As of Nov. 27, there have been 116 confirmed cases of acute flaccid myelitis across 31 states this year, according to the latest update from the Atlanta-based Centers for Disease Control and Prevention.
That’s up from 60 in the first week of November.
The CDC announced it was setting up a task force to further investigate the disease and “ensure that the full capacity of the scientific community is engaged and working together to provide important answers and solutions to actively detect, more effectively treat, and ultimately prevent AFM and its consequences,” director Robert Redfield said in a statement.
In Georgia so far this year, The Atlanta Journal-Constitution recently reported, “there have been an estimated three confirmed, or probable, cases of AFM with two possible other cases under investigation, according to the state’s Department of Public Health.”
Health officials are investigating the spike, which has caused paralysis and muscle weakness among infected children in Philadelphia, Texas, Minnesota, Washington, Illinois and other states. The average patient this year is 4 years old and 90 percent of cases involve youth 18 and younger.
“Despite extensive lab testing, we still don’t know what caused the muscle weakness or paralysis, who’s most at risk or what the longterm consequences are,” Nancy Messonnier, director of CDC’s National Center for Immunization and Respiratory Diseases, told reporters last month.
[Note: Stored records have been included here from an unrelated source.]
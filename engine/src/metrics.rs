//! Metrics collection for the transfer engine.

use std::fmt::Write;
use std::sync::atomic::{AtomicU64, Ordering};

use serde::Serialize;

/// Engine metrics.
#[derive(Default)]
pub struct EngineMetrics {
    transfers_attempted: AtomicU64,
    transfers_committed: AtomicU64,
    transfers_failed: AtomicU64,
    transfers_blocked: AtomicU64,
    transfers_active: AtomicU64,
    deposits: AtomicU64,
    risk_fallbacks: AtomicU64,
    alerts_recorded: AtomicU64,
    alerts_dropped: AtomicU64,
    requests_created: AtomicU64,
    requests_accepted: AtomicU64,
    requests_rejected: AtomicU64,
}

impl EngineMetrics {
    /// Create new metrics instance.
    pub fn new() -> Self {
        Self::default()
    }

    pub fn transfer_started(&self) {
        self.transfers_attempted.fetch_add(1, Ordering::Relaxed);
        self.transfers_active.fetch_add(1, Ordering::Relaxed);
    }

    pub fn transfer_committed(&self) {
        self.transfers_committed.fetch_add(1, Ordering::Relaxed);
        self.transfers_active.fetch_sub(1, Ordering::Relaxed);
    }

    pub fn transfer_failed(&self) {
        self.transfers_failed.fetch_add(1, Ordering::Relaxed);
        self.transfers_active.fetch_sub(1, Ordering::Relaxed);
    }

    pub fn transfer_blocked(&self) {
        self.transfers_blocked.fetch_add(1, Ordering::Relaxed);
        self.transfers_active.fetch_sub(1, Ordering::Relaxed);
    }

    pub fn deposit_committed(&self) {
        self.deposits.fetch_add(1, Ordering::Relaxed);
    }

    pub fn risk_fallback(&self) {
        self.risk_fallbacks.fetch_add(1, Ordering::Relaxed);
    }

    pub fn alert_recorded(&self) {
        self.alerts_recorded.fetch_add(1, Ordering::Relaxed);
    }

    /// Alert sink refused a write.
    pub fn alert_dropped(&self) {
        self.alerts_dropped.fetch_add(1, Ordering::Relaxed);
    }

    pub fn request_created(&self) {
        self.requests_created.fetch_add(1, Ordering::Relaxed);
    }

    pub fn request_accepted(&self) {
        self.requests_accepted.fetch_add(1, Ordering::Relaxed);
    }

    pub fn request_rejected(&self) {
        self.requests_rejected.fetch_add(1, Ordering::Relaxed);
    }

    /// Get current metrics snapshot.
    pub fn snapshot(&self) -> MetricsSnapshot {
        let load = |counter: &AtomicU64| counter.load(Ordering::Relaxed);
        MetricsSnapshot {
            transfers_attempted: load(&self.transfers_attempted),
            transfers_committed: load(&self.transfers_committed),
            transfers_failed: load(&self.transfers_failed),
            transfers_blocked: load(&self.transfers_blocked),
            transfers_active: load(&self.transfers_active),
            deposits: load(&self.deposits),
            risk_fallbacks: load(&self.risk_fallbacks),
            alerts_recorded: load(&self.alerts_recorded),
            alerts_dropped: load(&self.alerts_dropped),
            requests_created: load(&self.requests_created),
            requests_accepted: load(&self.requests_accepted),
            requests_rejected: load(&self.requests_rejected),
        }
    }

    /// Export metrics in Prometheus format.
    pub fn to_prometheus(&self) -> String {
        let s = self.snapshot();
        let series: [(&str, &str, &str, u64); 12] = [
            ("transfers_attempted", "counter", "Total transfers attempted", s.transfers_attempted),
            ("transfers_committed", "counter", "Total transfers committed", s.transfers_committed),
            ("transfers_failed", "counter", "Total transfers failed", s.transfers_failed),
            ("transfers_blocked", "counter", "Total transfers blocked by the risk gate", s.transfers_blocked),
            ("transfers_active", "gauge", "Transfers in flight", s.transfers_active),
            ("deposits", "counter", "Total external credits", s.deposits),
            ("risk_fallbacks", "counter", "Risk verdicts produced by the local fallback", s.risk_fallbacks),
            ("alerts_recorded", "counter", "Fraud alerts persisted", s.alerts_recorded),
            ("alerts_dropped", "counter", "Fraud alerts the sink failed to persist", s.alerts_dropped),
            ("requests_created", "counter", "Transfer requests created", s.requests_created),
            ("requests_accepted", "counter", "Transfer requests accepted", s.requests_accepted),
            ("requests_rejected", "counter", "Transfer requests rejected", s.requests_rejected),
        ];

        let mut out = String::new();
        for (name, kind, help, value) in series {
            // Writing to a String cannot fail.
            let _ = writeln!(out, "# HELP bankcore_{name} {help}");
            let _ = writeln!(out, "# TYPE bankcore_{name} {kind}");
            let _ = writeln!(out, "bankcore_{name} {value}\n");
        }
        out
    }
}

/// Snapshot of metrics at a point in time.
#[derive(Debug, Clone, Default, PartialEq, Eq, Serialize)]
pub struct MetricsSnapshot {
    pub transfers_attempted: u64,
    pub transfers_committed: u64,
    pub transfers_failed: u64,
    pub transfers_blocked: u64,
    pub transfers_active: u64,
    pub deposits: u64,
    pub risk_fallbacks: u64,
    pub alerts_recorded: u64,
    pub alerts_dropped: u64,
    pub requests_created: u64,
    pub requests_accepted: u64,
    pub requests_rejected: u64,
}

#[cfg(test)]
mod tests {
    use super::*;

    #[test]
    fn test_metrics_increment() {
        let metrics = EngineMetrics::new();

        metrics.transfer_started();
        metrics.transfer_started();
        metrics.transfer_started();
        metrics.transfer_committed();
        metrics.transfer_blocked();

        let snapshot = metrics.snapshot();
        assert_eq!(snapshot.transfers_attempted, 3);
        assert_eq!(snapshot.transfers_committed, 1);
        assert_eq!(snapshot.transfers_blocked, 1);
        assert_eq!(snapshot.transfers_active, 1);
    }

    #[test]
    fn test_prometheus_export() {
        let metrics = EngineMetrics::new();
        metrics.transfer_started();
        metrics.risk_fallback();

        let output = metrics.to_prometheus();
        assert!(output.contains("bankcore_transfers_attempted 1"));
        assert!(output.contains("# TYPE bankcore_transfers_active gauge"));
        assert!(output.contains("bankcore_risk_fallbacks 1"));
    }
}
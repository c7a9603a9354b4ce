//! In-process ledger backend.
//!
//! Committed state lives behind one `RwLock`. A [`MemoryUnit`] reads
//! committed state, buffers its writes and applies them all under a single
//! write lock at commit. Exclusive account and request locks come from a
//! [`LockManager`]. Transfers lock both ends through
//! [`LedgerUnit::lock_accounts`]; a bare credit does not lock.

use std::collections::{BTreeMap, HashMap, HashSet};
use std::sync::atomic::{AtomicI64, Ordering};
use std::sync::Arc;
use std::time::Duration;

use async_trait::async_trait;
use bankcore_common::{
    checked_balance, constants, AccountId, AlertId, AlertStatus, Amount, BankError, DurationExt,
    ExternalRef,
    FraudAlert, HistoryEntry, NewFraudAlert, NewTransferRequest, RequestId, RequestStatus,
    Result, TransactionId, TransferRequest, UserId,
};
use chrono::{DateTime, Utc};
use parking_lot::{Mutex, RwLock};
use rust_decimal::Decimal;
use tracing::{debug, instrument};

use crate::account::{Account, NewAccount};
use crate::journal::{NewTransaction, Transaction};
use crate::lock_manager::{LockGuard, LockKey, LockManager, LockStats};
use crate::store::{AlertSink, LedgerStore, LedgerUnit};

/// Operations a test can make fail once.
#[derive(Debug, Clone, Copy, PartialEq, Eq, Hash)]
pub enum FailPoint {
    Debit,
    Credit,
    AppendRow,
    MarkRequest,
    Commit,
    RecordAlert,
}

#[derive(Default)]
struct FaultInjector {
    armed: Mutex<HashSet<FailPoint>>,
}

impl FaultInjector {
    fn check(&self, point: FailPoint) -> Result<()> {
        if self.armed.lock().remove(&point) {
            return Err(BankError::Storage(format!("injected failure at {:?}", point)));
        }
        Ok(())
    }
}

#[derive(Default)]
struct State {
    accounts: BTreeMap<AccountId, Account>,
    by_ref: HashMap<ExternalRef, AccountId>,
    transactions: Vec<Transaction>,
    requests: BTreeMap<RequestId, TransferRequest>,
    alerts: BTreeMap<AlertId, FraudAlert>,
}

impl State {
    fn account(&self, id: AccountId) -> Result<&Account> {
        self.accounts.get(&id).ok_or(BankError::AccountNotFound(id))
    }
}

/// Totals used to check conservation.
#[derive(Debug, Clone, PartialEq)]
pub struct LedgerSnapshot {
    pub accounts: Vec<Account>,
    pub total_balance: Decimal,
    pub transaction_count: usize,
    pub deposit_total: Decimal,
    pub negative_accounts: usize,
}

#[derive(Default)]
struct Sequences {
    account: AtomicI64,
    transaction: AtomicI64,
    request: AtomicI64,
    alert: AtomicI64,
}

fn next(seq: &AtomicI64) -> i64 {
    seq.fetch_add(1, Ordering::Relaxed) + 1
}

struct Shared {
    state: RwLock<State>,
    seq: Sequences,
    locks: Arc<LockManager>,
    faults: FaultInjector,
}

/// In-memory [`LedgerStore`] and [`AlertSink`].
#[derive(Clone)]
pub struct MemoryStore {
    shared: Arc<Shared>,
}

impl Default for MemoryStore {
    fn default() -> Self {
        Self::new()
    }
}

impl MemoryStore {
    /// Create an empty store with the default lock timeout.
    pub fn new() -> Self {
        Self::with_lock_timeout(constants::lock_acquisition_timeout().as_std())
    }

    pub fn with_lock_timeout(timeout: Duration) -> Self {
        Self {
            shared: Arc::new(Shared {
                state: RwLock::new(State::default()),
                seq: Sequences::default(),
                locks: Arc::new(LockManager::new(timeout)),
                faults: FaultInjector::default(),
            }),
        }
    }

    /// Seed an account with a zero balance. Fixture path, not a public API.
    pub fn open_account(&self, account: NewAccount) -> Result<Account> {
        account.validate()?;
        let mut state = self.shared.state.write();
        if state.by_ref.contains_key(&account.external_ref) {
            return Err(BankError::Storage(format!(
                "duplicate external_ref '{}'",
                account.external_ref
            )));
        }

        let now = Utc::now();
        let created = Account {
            id: AccountId::new(next(&self.shared.seq.account)),
            owner_id: account.owner_id,
            balance: Decimal::ZERO,
            currency: account.currency,
            external_ref: account.external_ref,
            created_at: now,
            updated_at: now,
        };
        state.by_ref.insert(created.external_ref.clone(), created.id);
        state.accounts.insert(created.id, created.clone());
        Ok(created)
    }

    pub fn lock_manager(&self) -> Arc<LockManager> {
        self.shared.locks.clone()
    }

    pub fn lock_stats(&self) -> LockStats {
        self.shared.locks.stats()
    }

    /// Consistent view of all balances and ledger totals.
    pub fn snapshot(&self) -> LedgerSnapshot {
        let state = self.shared.state.read();
        let accounts: Vec<Account> = state.accounts.values().cloned().collect();
        LedgerSnapshot {
            total_balance: accounts.iter().map(|a| a.balance).sum(),
            negative_accounts: accounts.iter().filter(|a| a.balance < Decimal::ZERO).count(),
            transaction_count: state.transactions.len(),
            deposit_total: state
                .transactions
                .iter()
                .filter(|t| t.is_external_credit())
                .map(|t| t.amount.value())
                .sum(),
            accounts,
        }
    }

    /// Make the next call at `point` fail with a storage error.
    #[cfg(any(test, feature = "test-utils"))]
    pub fn fail_next(&self, point: FailPoint) {
        self.shared.faults.armed.lock().insert(point);
    }
}
//! Bankcore CLI
//!
//! Runs one engine operation against PostgreSQL and prints the result as JSON.

use std::sync::Arc;

use anyhow::Context;
use clap::{Parser, Subcommand};
use rust_decimal::Decimal;
use serde::Serialize;
use serde_json::Value;
use tracing::{debug, error};
use tracing_subscriber::{layer::SubscriberExt, util::SubscriberInitExt};

use bankcore_common::{
    AccountId, AlertId, BankError, Currency, ErrorBody, ExternalRef, RequestId, Result, UserId,
};
use bankcore_engine::{
    Destination, EngineConfig, EngineMetrics, FundingPolicy, NewRequestOrder, TransferEngine,
    TransferOrder, TransferPolicy, TransferRequestWorkflow,
};
use bankcore_ledger::{NewAccount, PgStore};
use bankcore_risk::{CommandScorer, RiskGate, RiskScorer, RuleScorer};

const USER_ALERT_LIMIT: usize = 20;
const ALL_ALERT_LIMIT: usize = 100;

/// Bankcore transfer engine CLI
#[derive(Parser, Debug)]
#[command(name = "bankcore")]
#[command(about = "Retail-banking transfer and ledger engine")]
struct Cli {
    /// Acting user id
    #[arg(short, long, global = true)]
    user: Option<i64>,

    #[command(subcommand)]
    command: Command,
}

#[derive(Subcommand, Debug)]
enum Command {
    /// Apply database migrations
    Migrate,
    /// Open a zero-balance account
    OpenAccount {
        owner: i64,
        external_ref: String,
        #[arg(long, default_value = "TND")]
        currency: String,
    },
    /// Show one owned account
    Balance { account: i64 },
    /// List the acting user's accounts
    Accounts,
    /// Recent ledger rows of an owned account
    History {
        account: i64,
        #[arg(long, default_value = "20")]
        limit: usize,
    },
    /// Move funds to another account
    Transfer {
        /// Source account id
        from: i64,
        /// Destination routing reference
        to: String,
        amount: Decimal,
        #[arg(long)]
        description: Option<String>,
    },
    /// Score a transfer without moving money
    PreCheck { from: i64, to: String, amount: Decimal },
    /// Credit an account with external funds
    Deposit {
        account: i64,
        amount: Decimal,
        #[arg(long)]
        description: Option<String>,
    },
    /// Pull-payment requests
    #[command(subcommand)]
    Request(RequestCommand),
    /// List fraud alerts
    Alerts {
        /// Alerts of every user instead of the acting user
        #[arg(long)]
        all: bool,
        #[arg(long)]
        limit: Option<usize>,
    },
    /// Mark a fraud alert resolved
    ResolveAlert { alert: i64 },
}

#[derive(Subcommand, Debug)]
enum RequestCommand {
    /// Ask another user for money
    Create {
        payer: i64,
        /// Account receiving the funds
        account: i64,
        amount: Decimal,
        #[arg(long)]
        payer_account: Option<i64>,
        #[arg(long)]
        description: Option<String>,
    },
    /// Accept a request as its payer
    Accept { request: i64 },
    /// Reject a request as its payer
    Reject { request: i64 },
    /// Pending requests addressed to the acting user
    Pending,
}

struct App {
    store: Arc<PgStore>,
    engine: Arc<TransferEngine>,
    workflow: TransferRequestWorkflow,
}

#[tokio::main]
async fn main() -> anyhow::Result<()> {
    let cli = Cli::parse();
    let config = EngineConfig::from_env();

    tracing_subscriber::registry()
        .with(tracing_subscriber::EnvFilter::new(
            std::env::var("RUST_LOG").unwrap_or_else(|_| config.log_level.clone()),
        ))
        .with(tracing_subscriber::fmt::layer().json().with_writer(std::io::stderr))
        .init();

    if let Err(e) = config.validate() {
        error!(error = %e, "Invalid configuration");
        return Err(anyhow::anyhow!("Configuration error: {}", e));
    }

    let store = Arc::new(
        PgStore::connect(&config.database)
            .await
            .context("connecting to the ledger database")?,
    );
    let app = build(store, &config);

    match run(&app, cli).await {
        Ok(output) => {
            println!("{}", serde_json::to_string_pretty(&output)?);
            debug!(metrics = ?app.engine.metrics().snapshot(), "Command finished");
            Ok(())
        }
        Err(e) => {
            println!("{}", serde_json::to_string_pretty(&ErrorBody::from(&e))?);
            std::process::exit(1);
        }
    }
}

fn build(store: Arc<PgStore>, config: &EngineConfig) -> App {
    let scorer: Arc<dyn RiskScorer> = match config
        .risk
        .scorer_command
        .as_deref()
        .and_then(CommandScorer::from_command_line)
    {
        Some(command) => Arc::new(command),
        None => Arc::new(RuleScorer::default()),
    };
    debug!(scorer = scorer.name(), "Risk scorer selected");

    let engine = Arc::new(TransferEngine::new(
        store.clone(),
        store.clone(),
        RiskGate::new(scorer, config.risk.gate_config()),
        TransferPolicy::from(config),
        Arc::new(EngineMetrics::new()),
    ));
    let workflow = TransferRequestWorkflow::new(engine.clone(), FundingPolicy::FirstSufficient);

    App {
        store,
        engine,
        workflow,
    }
}

fn acting_user(user: Option<i64>) -> Result<UserId> {
    user.map(UserId::new).ok_or_else(|| BankError::Validation {
        message: "--user is required for this command".to_string(),
        field: Some("user".to_string()),
    })
}

fn json<T: Serialize>(value: T) -> Result<Value> {
    serde_json::to_value(value).map_err(|e| BankError::Internal(format!("encode output: {}", e)))
}

async fn run(app: &App, cli: Cli) -> Result<Value> {
    let engine = &app.engine;
    match cli.command {
        Command::Migrate => {
            app.store.migrate().await?;
            json(serde_json::json!({ "migrated": true }))
        }
        Command::OpenAccount {
            owner,
            external_ref,
            currency,
        } => {
            let account = NewAccount::new(UserId::new(owner), external_ref)
                .with_currency(Currency::new(currency));
            json(app.store.open_account(account).await?)
        }
        Command::Balance { account } => {
            let user = acting_user(cli.user)?;
            json(engine.account(AccountId::new(account), user).await?)
        }
        Command::Accounts => json(engine.accounts(acting_user(cli.user)?).await?),
        Command::History { account, limit } => {
            let user = acting_user(cli.user)?;
            json(engine.history(AccountId::new(account), user, limit).await?)
        }
        Command::Transfer {
            from,
            to,
            amount,
            description,
        } => {
            let order = TransferOrder {
                source_account_id: AccountId::new(from),
                destination: Destination::Ref(ExternalRef::new(to)),
                amount,
                description,
                acting_user_id: acting_user(cli.user)?,
            };
            json(engine.transfer(order).await?)
        }
        Command::PreCheck { from, to, amount } => {
            let user = acting_user(cli.user)?;
            json(
                engine
                    .pre_check(AccountId::new(from), &ExternalRef::new(to), amount, user)
                    .await?,
            )
        }
        Command::Deposit {
            account,
            amount,
            description,
        } => json(
            engine
                .deposit(AccountId::new(account), amount, description)
                .await?,
        ),
        Command::Request(command) => run_request(app, acting_user(cli.user)?, command).await,
        Command::Alerts { all, limit } => {
            if all {
                json(engine.recent_alerts(limit.unwrap_or(ALL_ALERT_LIMIT)).await?)
            } else {
                let user = acting_user(cli.user)?;
                json(engine.alerts_for(user, limit.unwrap_or(USER_ALERT_LIMIT)).await?)
            }
        }
        Command::ResolveAlert { alert } => json(engine.resolve_alert(AlertId::new(alert)).await?),
    }
}

async fn run_request(app: &App, user: UserId, command: RequestCommand) -> Result<Value> {
    let workflow = &app.workflow;
    match command {
        RequestCommand::Create {
            payer,
            account,
            amount,
            payer_account,
            description,
        } => {
            let order = NewRequestOrder {
                requester: user,
                payer: UserId::new(payer),
                requester_account: AccountId::new(account),
                payer_account: payer_account.map(AccountId::new),
                amount,
                description,
            };
            json(workflow.create(order).await?)
        }
        RequestCommand::Accept { request } => {
            json(workflow.accept(RequestId::new(request), user).await?)
        }
        RequestCommand::Reject { request } => {
            json(workflow.reject(RequestId::new(request), user).await?)
        }
        RequestCommand::Pending => json(workflow.pending_for(user).await?),
    }
}

#[cfg(test)]
mod tests {
    use super::*;
    use clap::CommandFactory;

    #[test]
    fn test_cli_definition() {
        Cli::command().debug_assert();
    }

    #[test]
    fn test_parse_transfer() {
        let cli = Cli::parse_from(["bankcore", "--user", "7", "transfer", "3", "RIB-9", "12.50"]);
        assert_eq!(cli.user, Some(7));
        match cli.command {
            Command::Transfer { from, to, amount, .. } => {
                assert_eq!(from, 3);
                assert_eq!(to, "RIB-9");
                assert_eq!(amount, Decimal::new(1250, 2));
            }
            other => panic!("unexpected command {:?}", other),
        }
    }

    #[test]
    fn test_parse_request_subcommand() {
        let cli = Cli::parse_from(["bankcore", "request", "accept", "42", "-u", "2"]);
        assert!(matches!(
            cli.command,
            Command::Request(RequestCommand::Accept { request: 42 })
        ));
    }

    #[test]
    fn test_missing_user_is_validation_error() {
        let err = acting_user(None).unwrap_err();
        assert_eq!(err.error_code(), "VALIDATION_ERROR");
    }
}
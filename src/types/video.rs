use chrono::{DateTime, Utc};
use clap::ValueEnum;
use serde::{Deserialize, Serialize};
use std::fmt;

/// Upload privacy of a YouTube video.
#[derive(Debug, Clone, Copy, Default, PartialEq, Eq, Serialize, Deserialize, ValueEnum)]
#[serde(rename_all = "lowercase")]
pub enum PrivacyStatus {
    Public,
    #[default]
    Private,
    Unlisted,
}

impl PrivacyStatus {
    pub fn as_str(&self) -> &'static str {
        match self {
            Self::Public => "public",
            Self::Private => "private",
            Self::Unlisted => "unlisted",
        }
    }
}

impl fmt::Display for PrivacyStatus {
    fn fmt(&self, f: &mut fmt::Formatter<'_>) -> fmt::Result {
        f.write_str(self.as_str())
    }
}

/// Sidecar written by `edit` next to the video and consumed by `publish`.
///
/// File names are relative to the directory holding the metadata file.
#[derive(Debug, Clone, PartialEq, Serialize, Deserialize)]
pub struct VideoMetadata {
    pub title: String,
    pub description: String,
    pub tags: Vec<String>,
    pub category_id: String,
    #[serde(default)]
    pub privacy_status: PrivacyStatus,
    pub video_file: String,
    #[serde(default)]
    pub thumbnail_file: Option<String>,
    pub clips: Vec<String>,
    /// Seconds.
    pub duration: f64,
    pub created_at: DateTime<Utc>,
    #[serde(default)]
    pub youtube_id: Option<String>,
}

#[cfg(test)]
mod tests {
    use super::*;

    #[test]
    fn privacy_status_uses_youtube_names() {
        assert_eq!(
            serde_json::to_string(&PrivacyStatus::Unlisted).expect("serialize"),
            r#""unlisted""#
        );
        assert_eq!(PrivacyStatus::default(), PrivacyStatus::Private);
        assert_eq!(PrivacyStatus::Public.to_string(), "public");
    }
}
Some patients diagnosed with AFM have recovered quickly, and some continue to have paralysis and require ongoing care, she said.
The CDC is monitoring disease activity, working with health care officials and encouraging providers to recognize and report suspected cases to their health departments.
So far we are generally on track to have numbers similar to 2014 and 2016, Messonier said. “But it would be premature to say we’re confident we know what’s going to happen.”
Messonier wants to remind parents that AFM is a very rare, but serious disease. If you witness sudden weakness or loss of muscle tone in the legs or arms, seek medical care right away. Parents can protect against AFM by staying up to date on vaccinations, encourage frequent hand-washing and ensure children are wearing mosquito repellant.
Symptoms of AFM
The rare disease, which affects a person’s nervous system, has typically afflicted children. Symptoms include facial droopiness, weakness, slurred speech, muscle tone loss, difficulty swallowing and in severe cases, the illness may lead to paralysis. Such symptoms are similar to those of certain viruses, such as poliovirus, non-polio enteroviruses, adenoviruses and West Nile Virus.
In 2014, there were a whopping 120 AFM cases confirmed across 34 states largely due to a national outbreak of the severe respiratory illness caused by enterovirus D68. Since then, there have been 368 cases of AFM recorded in the United States.
Treatment of AFM
While there is no known treatment for AFM, neurologists may recommend physical or occupational therapy to help with AFM-related muscle or limb weakness.
How to prevent AFM
According to the CDC, you can take the same precautions you’d take to avoid poliovirus or West Nile, such as:
- Getting vaccinated
- Use mosquito repellant to avoid mosquito bites
- Stay indoors at dusk and dawn, when bites are most common.
- Remove standing or stagnant water near your home, where mosquitoes may breed.
- Wash your hands often with soap and water to avoid spreading germs and getting sick.